> Exercise details
What lines of the data below hold "None"? Show them.
+++
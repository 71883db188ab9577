use std::sync::Mutex;

use chrono::{DateTime, Duration, Utc};

/// Abstraction over "current time" so expiry decisions are deterministic in tests.
pub trait Clock: Send + Sync {
    fn now(&self) -> DateTime<Utc>;
}

#[derive(Debug, Clone, Default)]
pub struct SystemClock;

impl Clock for SystemClock {
    fn now(&self) -> DateTime<Utc> {
        Utc::now()
    }
}

#[derive(Debug, Clone)]
pub struct FixedClock {
    now: DateTime<Utc>,
}

impl FixedClock {
    pub fn new(now: DateTime<Utc>) -> Self {
        Self { now }
    }
}

impl Clock for FixedClock {
    fn now(&self) -> DateTime<Utc> {
        self.now
    }
}

/// A clock that only moves when told to.
#[derive(Debug)]
pub struct ManualClock {
    now: Mutex<DateTime<Utc>>,
}

impl ManualClock {
    pub fn new(now: DateTime<Utc>) -> Self {
        Self {
            now: Mutex::new(now),
        }
    }

    pub fn set(&self, now: DateTime<Utc>) {
        if let Ok(mut guard) = self.now.lock() {
            *guard = now;
        }
    }

    pub fn advance(&self, by: Duration) {
        if let Ok(mut guard) = self.now.lock() {
            *guard += by;
        }
    }
}

impl Clock for ManualClock {
    fn now(&self) -> DateTime<Utc> {
        match self.now.lock() {
            Ok(guard) => *guard,
            Err(poisoned) => *poisoned.into_inner(),
        }
    }
}
//! Bounded polling loop.
//!
//! Each iteration waits `min(interval, time left)` and then runs one check.
//! A check still running at the deadline is dropped, and the deadline is also
//! tested after every check, so a timeout is reported at the deadline and
//! never later. Waits are on `tokio::time`, which lets tests drive the loop
//! with paused time.

use std::future::Future;
use std::time::Duration;

use tokio::time::Instant;
use tokio_util::sync::CancellationToken;

/// Result of one polling check.
#[derive(Debug)]
pub enum PollStep<T, E> {
    Ready(T),
    Pending,
    Failed(E),
}

/// Why a polling loop stopped without a result.
#[derive(Debug, PartialEq, Eq)]
pub enum PollError<E> {
    Failed(E),
    TimedOut { elapsed: Duration, attempts: u32 },
    Cancelled,
}

/// Interval and overall budget for a polling loop.
#[derive(Debug, Clone, Copy, PartialEq, Eq)]
pub struct PollSchedule {
    pub interval: Duration,
    pub timeout: Duration,
}

impl PollSchedule {
    pub fn new(interval: Duration, timeout: Duration) -> Self {
        Self { interval, timeout }
    }
}

/// Run `check` on `schedule` until it reports ready or failed, the budget
/// runs out, or `cancel` fires.
pub async fn poll_until<T, E, F, Fut>(
    schedule: PollSchedule,
    cancel: &CancellationToken,
    mut check: F,
) -> Result<T, PollError<E>>
where
    F: FnMut(u32) -> Fut,
    Fut: Future<Output = PollStep<T, E>>,
{
    let start = Instant::now();
    let deadline = start + schedule.timeout;
    // A zero interval would spin; treat it as "check at the deadline only".
    let interval = if schedule.interval.is_zero() {
        schedule.timeout
    } else {
        schedule.interval
    };
    let mut attempts = 0u32;

    loop {
        let wake = (Instant::now() + interval).min(deadline);
        tokio::select! {
            _ = cancel.cancelled() => return Err(PollError::Cancelled),
            _ = tokio::time::sleep_until(wake) => {}
        }

        attempts += 1;
        let step = tokio::select! {
            biased;
            _ = cancel.cancelled() => return Err(PollError::Cancelled),
            step = check(attempts) => step,
            _ = tokio::time::sleep_until(deadline) => {
                return Err(PollError::TimedOut {
                    elapsed: Instant::now() - start,
                    attempts,
                });
            }
        };

        match step {
            PollStep::Ready(value) => return Ok(value),
            PollStep::Failed(err) => return Err(PollError::Failed(err)),
            PollStep::Pending => {}
        }

        let now = Instant::now();
        if now >= deadline {
            return Err(PollError::TimedOut {
                elapsed: now - start,
                attempts,
            });
        }
    }
}

#[cfg(test)]
mod tests {
    use super::*;

    #[tokio::test(start_paused = true)]
    async fn times_out_exactly_at_deadline() {
        let cancel = CancellationToken::new();
        let schedule = PollSchedule::new(Duration::from_secs(5), Duration::from_secs(120));
        let start = Instant::now();

        let result: Result<(), PollError<()>> =
            poll_until(schedule, &cancel, |_| async { PollStep::Pending }).await;

        assert_eq!(
            result,
            Err(PollError::TimedOut {
                elapsed: Duration::from_secs(120),
                attempts: 24
            })
        );
        assert_eq!(start.elapsed(), Duration::from_secs(120));
    }

    #[tokio::test(start_paused = true)]
    async fn uneven_interval_clamps_last_wait_to_deadline() {
        let cancel = CancellationToken::new();
        let schedule = PollSchedule::new(Duration::from_secs(7), Duration::from_secs(20));
        let start = Instant::now();

        let result: Result<(), PollError<()>> =
            poll_until(schedule, &cancel, |_| async { PollStep::Pending }).await;

        // Checks at 7s, 14s and the clamped 20s.
        assert!(matches!(result, Err(PollError::TimedOut { attempts: 3, .. })));
        assert_eq!(start.elapsed(), Duration::from_secs(20));
    }

    #[tokio::test(start_paused = true)]
    async fn hung_check_is_cut_off_at_deadline() {
        let cancel = CancellationToken::new();
        let schedule = PollSchedule::new(Duration::from_millis(500), Duration::from_secs(1));
        let start = Instant::now();

        let result: Result<(), PollError<()>> = poll_until(schedule, &cancel, |_| async {
            tokio::time::sleep(Duration::from_secs(30)).await;
            PollStep::Pending
        })
        .await;

        assert_eq!(
            result,
            Err(PollError::TimedOut {
                elapsed: Duration::from_secs(1),
                attempts: 1
            })
        );
        assert_eq!(start.elapsed(), Duration::from_secs(1));
    }

    #[tokio::test(start_paused = true)]
    async fn returns_ready_value() {
        let cancel = CancellationToken::new();
        let schedule = PollSchedule::new(Duration::from_secs(5), Duration::from_secs(120));
        let start = Instant::now();

        let result: Result<&str, PollError<()>> = poll_until(schedule, &cancel, |n| async move {
            if n == 3 {
                PollStep::Ready("solved")
            } else {
                PollStep::Pending
            }
        })
        .await;

        assert_eq!(result, Ok("solved"));
        assert_eq!(start.elapsed(), Duration::from_secs(15));
    }

    #[tokio::test(start_paused = true)]
    async fn failure_is_terminal() {
        let cancel = CancellationToken::new();
        let schedule = PollSchedule::new(Duration::from_secs(5), Duration::from_secs(120));

        let result: Result<(), PollError<&str>> =
            poll_until(schedule, &cancel, |_| async { PollStep::Failed("ERROR_CAPTCHA_UNSOLVABLE") })
                .await;

        assert_eq!(result, Err(PollError::Failed("ERROR_CAPTCHA_UNSOLVABLE")));
    }

    #[tokio::test(start_paused = true)]
    async fn cancellation_interrupts_wait() {
        let cancel = CancellationToken::new();
        let schedule = PollSchedule::new(Duration::from_secs(5), Duration::from_secs(120));
        let start = Instant::now();

        let trigger = cancel.clone();
        tokio::spawn(async move {
            tokio::time::sleep(Duration::from_secs(12)).await;
            trigger.cancel();
        });

        let result: Result<(), PollError<()>> =
            poll_until(schedule, &cancel, |_| async { PollStep::Pending }).await;

        assert_eq!(result, Err(PollError::Cancelled));
        assert!(start.elapsed() < Duration::from_secs(15));
    }
}
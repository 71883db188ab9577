//! Token lifecycle: serve the cached token while it is fresh, renew it
//! through an [`Authenticator`] when it is not.
//!
//! At most one renewal runs at a time. Callers that arrive during a renewal
//! wait for it and then get its result instead of starting another login.

use std::sync::atomic::{AtomicBool, Ordering};
use std::sync::Arc;
use std::time::Duration;

use chrono::{DateTime, Utc};
use rust_decimal::Decimal;
use tokio::sync::Mutex;
use tokio_util::sync::CancellationToken;
use tracing::{debug, error, info, warn};

use crate::cache::{CacheEntry, TokenCache};
use crate::clock::{Clock, SystemClock};
use crate::config::Config;
use crate::duration::format_duration;
use crate::error::AuthError;
use crate::login::{Authenticator, LoginMode};
use crate::solver::ChallengeSolver;
use crate::token::TokenRecord;

/// Renewal policy.
#[derive(Debug, Clone, Copy, PartialEq, Eq)]
pub struct ManagerSettings {
    /// A token counts as valid only while its expiry is more than this far away.
    pub renewal_margin: Duration,
    /// Lifetime assumed for tokens whose expiry can't be decoded.
    pub fallback_lifetime: Duration,
}

impl Default for ManagerSettings {
    fn default() -> Self {
        Self {
            renewal_margin: Duration::from_secs(10 * 60),
            fallback_lifetime: Duration::from_secs(5 * 60 * 60),
        }
    }
}

impl ManagerSettings {
    pub fn from_config(config: &Config) -> Self {
        Self {
            renewal_margin: config.renewal_margin,
            fallback_lifetime: config.fallback_lifetime,
        }
    }
}

/// Snapshot of the current token, safe to print.
#[derive(Debug, Clone, PartialEq, Eq)]
pub struct TokenStatus {
    pub preview: String,
    pub expiry: DateTime<Utc>,
    pub expiry_assumed: bool,
    pub updated: DateTime<Utc>,
    pub remaining: Duration,
    /// Outside the renewal margin.
    pub valid: bool,
    /// False when the token was acquired but writing the cache file failed,
    /// so other processes and the next run won't see it.
    pub persisted: bool,
}

pub struct TokenManager {
    settings: ManagerSettings,
    cache: TokenCache,
    clock: Arc<dyn Clock>,
    authenticator: Option<Arc<dyn Authenticator>>,
    solver: Option<Arc<dyn ChallengeSolver>>,
    current: Mutex<Option<TokenRecord>>,
    // Whether `current` matches the cache file. Only changed under `current`'s lock.
    persisted: AtomicBool,
    cancel: CancellationToken,
}

impl TokenManager {
    /// Create a manager seeded from `cache`. An unreadable cache counts as empty.
    pub fn new(cache: TokenCache, settings: ManagerSettings) -> Self {
        let current = load_cached(&cache);
        Self {
            settings,
            cache,
            clock: Arc::new(SystemClock),
            authenticator: None,
            solver: None,
            current: Mutex::new(current),
            persisted: AtomicBool::new(true),
            cancel: CancellationToken::new(),
        }
    }

    pub fn with_clock(mut self, clock: Arc<dyn Clock>) -> Self {
        self.clock = clock;
        self
    }

    /// Without an authenticator the manager can only serve cached tokens.
    pub fn with_authenticator(mut self, authenticator: Arc<dyn Authenticator>) -> Self {
        self.authenticator = Some(authenticator);
        self
    }

    pub fn with_solver(mut self, solver: Arc<dyn ChallengeSolver>) -> Self {
        self.solver = Some(solver);
        self
    }

    pub fn settings(&self) -> &ManagerSettings {
        &self.settings
    }

    pub fn cache(&self) -> &TokenCache {
        &self.cache
    }

    /// Cancelling this token aborts any login in progress, e.g. from a Ctrl-C handler.
    pub fn cancellation_token(&self) -> CancellationToken {
        self.cancel.clone()
    }

    /// A valid token, logging in first if the cached one is missing or inside
    /// the renewal margin.
    pub async fn get_token(&self) -> Result<String, AuthError> {
        let mut current = self.current.lock().await;
        let now = self.clock.now();

        if let Some(record) = fresh(&current, now, self.settings.renewal_margin) {
            debug!(
                remaining = %format_duration(record.remaining(now)),
                "Using cached token"
            );
            return Ok(record.token.clone());
        }

        self.renew(&mut current, LoginMode::Automated, false).await
    }

    /// Log in unless a valid token is already held. `force` logs in regardless.
    pub async fn login(&self, force: bool) -> Result<String, AuthError> {
        self.login_with(LoginMode::Automated, force).await
    }

    pub async fn login_with(&self, mode: LoginMode, force: bool) -> Result<String, AuthError> {
        let mut current = self.current.lock().await;

        if !force {
            if let Some(record) = fresh(&current, self.clock.now(), self.settings.renewal_margin) {
                info!(token = %record.preview(), "Token still valid, skipping login");
                return Ok(record.token.clone());
            }
        }

        self.renew(&mut current, mode, force).await
    }

    pub async fn is_token_valid(&self) -> bool {
        let current = self.current.lock().await;
        fresh(&current, self.clock.now(), self.settings.renewal_margin).is_some()
    }

    /// Forget the token in memory and on disk.
    pub async fn clear_cache(&self) -> Result<(), AuthError> {
        let mut current = self.current.lock().await;
        self.cache.clear()?;
        *current = None;
        self.persisted.store(true, Ordering::SeqCst);
        info!(path = %self.cache.path().display(), "Token cache cleared");
        Ok(())
    }

    /// Remaining credit at the challenge-solving service.
    pub async fn get_balance(&self) -> Result<Decimal, AuthError> {
        let solver = self.solver.as_ref().ok_or(AuthError::SolverUnavailable)?;
        Ok(solver.balance().await?)
    }

    /// Adopt a token obtained elsewhere. It must be valid past the renewal margin.
    pub async fn import_token(&self, token: &str) -> Result<TokenStatus, AuthError> {
        let mut current = self.current.lock().await;
        let now = self.clock.now();

        let record = TokenRecord::issue(token.trim(), now, self.settings.fallback_lifetime)?;
        if !record.is_fresh(now, self.settings.renewal_margin) {
            return Err(AuthError::ExpiredToken {
                expiry: record.expiry,
            });
        }

        self.cache.store(&CacheEntry::from_record(&record, now))?;
        self.persisted.store(true, Ordering::SeqCst);
        info!(token = %record.preview(), expiry = %record.expiry, "Token imported");
        let status = self.describe(&record, now);
        *current = Some(record);
        Ok(status)
    }

    /// Describe the held token, if any.
    pub async fn status(&self) -> Option<TokenStatus> {
        let current = self.current.lock().await;
        current
            .as_ref()
            .map(|record| self.describe(record, self.clock.now()))
    }

    fn describe(&self, record: &TokenRecord, now: DateTime<Utc>) -> TokenStatus {
        TokenStatus {
            preview: record.preview(),
            expiry: record.expiry,
            expiry_assumed: record.expiry_assumed,
            updated: record.acquired_at,
            remaining: record.remaining(now),
            valid: record.is_fresh(now, self.settings.renewal_margin),
            persisted: self.persisted.load(Ordering::SeqCst),
        }
    }

    /// Obtain a new token while holding the state lock.
    async fn renew(
        &self,
        current: &mut Option<TokenRecord>,
        mode: LoginMode,
        force: bool,
    ) -> Result<String, AuthError> {
        // Another process sharing the cache file may have renewed already.
        if !force {
            if let Some(record) = load_cached(&self.cache) {
                if record.is_fresh(self.clock.now(), self.settings.renewal_margin) {
                    info!(token = %record.preview(), "Picked up token renewed by another process");
                    let token = record.token.clone();
                    *current = Some(record);
                    self.persisted.store(true, Ordering::SeqCst);
                    return Ok(token);
                }
            }
        }

        let Some(authenticator) = &self.authenticator else {
            warn!("No valid token and no way to log in");
            return Err(AuthError::NoTokenAvailable);
        };

        info!(?mode, force, "Renewing token");
        let token = authenticator.authenticate(mode, &self.cancel).await?;

        let now = self.clock.now();
        let record = TokenRecord::issue(token, now, self.settings.fallback_lifetime)?;
        if record.expiry_assumed {
            warn!(
                assumed_lifetime = %format_duration(self.settings.fallback_lifetime),
                "Token expiry unreadable, assuming fallback lifetime"
            );
        }
        if !record.is_fresh(now, self.settings.renewal_margin) {
            warn!(expiry = %record.expiry, "New token already expires inside the renewal margin");
        }

        let persisted = match self.cache.store(&CacheEntry::from_record(&record, now)) {
            Ok(()) => true,
            Err(err) => {
                error!(error = %err, "Token acquired but not persisted");
                false
            }
        };
        self.persisted.store(persisted, Ordering::SeqCst);

        info!(
            token = %record.preview(),
            expiry = %record.expiry,
            remaining = %format_duration(record.remaining(now)),
            "Token renewed"
        );
        let token = record.token.clone();
        *current = Some(record);
        Ok(token)
    }
}

fn fresh(current: &Option<TokenRecord>, now: DateTime<Utc>, margin: Duration) -> Option<&TokenRecord> {
    current.as_ref().filter(|record| record.is_fresh(now, margin))
}

fn load_cached(cache: &TokenCache) -> Option<TokenRecord> {
    match cache.load() {
        Ok(Some(entry)) => {
            debug!(path = %cache.path().display(), expiry = %entry.expiry, "Loaded cached token");
            Some(entry.into_record())
        }
        Ok(None) => None,
        Err(err) => {
            warn!(error = %err, "Ignoring unreadable token cache");
            None
        }
    }
}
+++
> Written response
            authenticator: None,
            solver: None,
        *current = None;
        Ok(None) => None,
            None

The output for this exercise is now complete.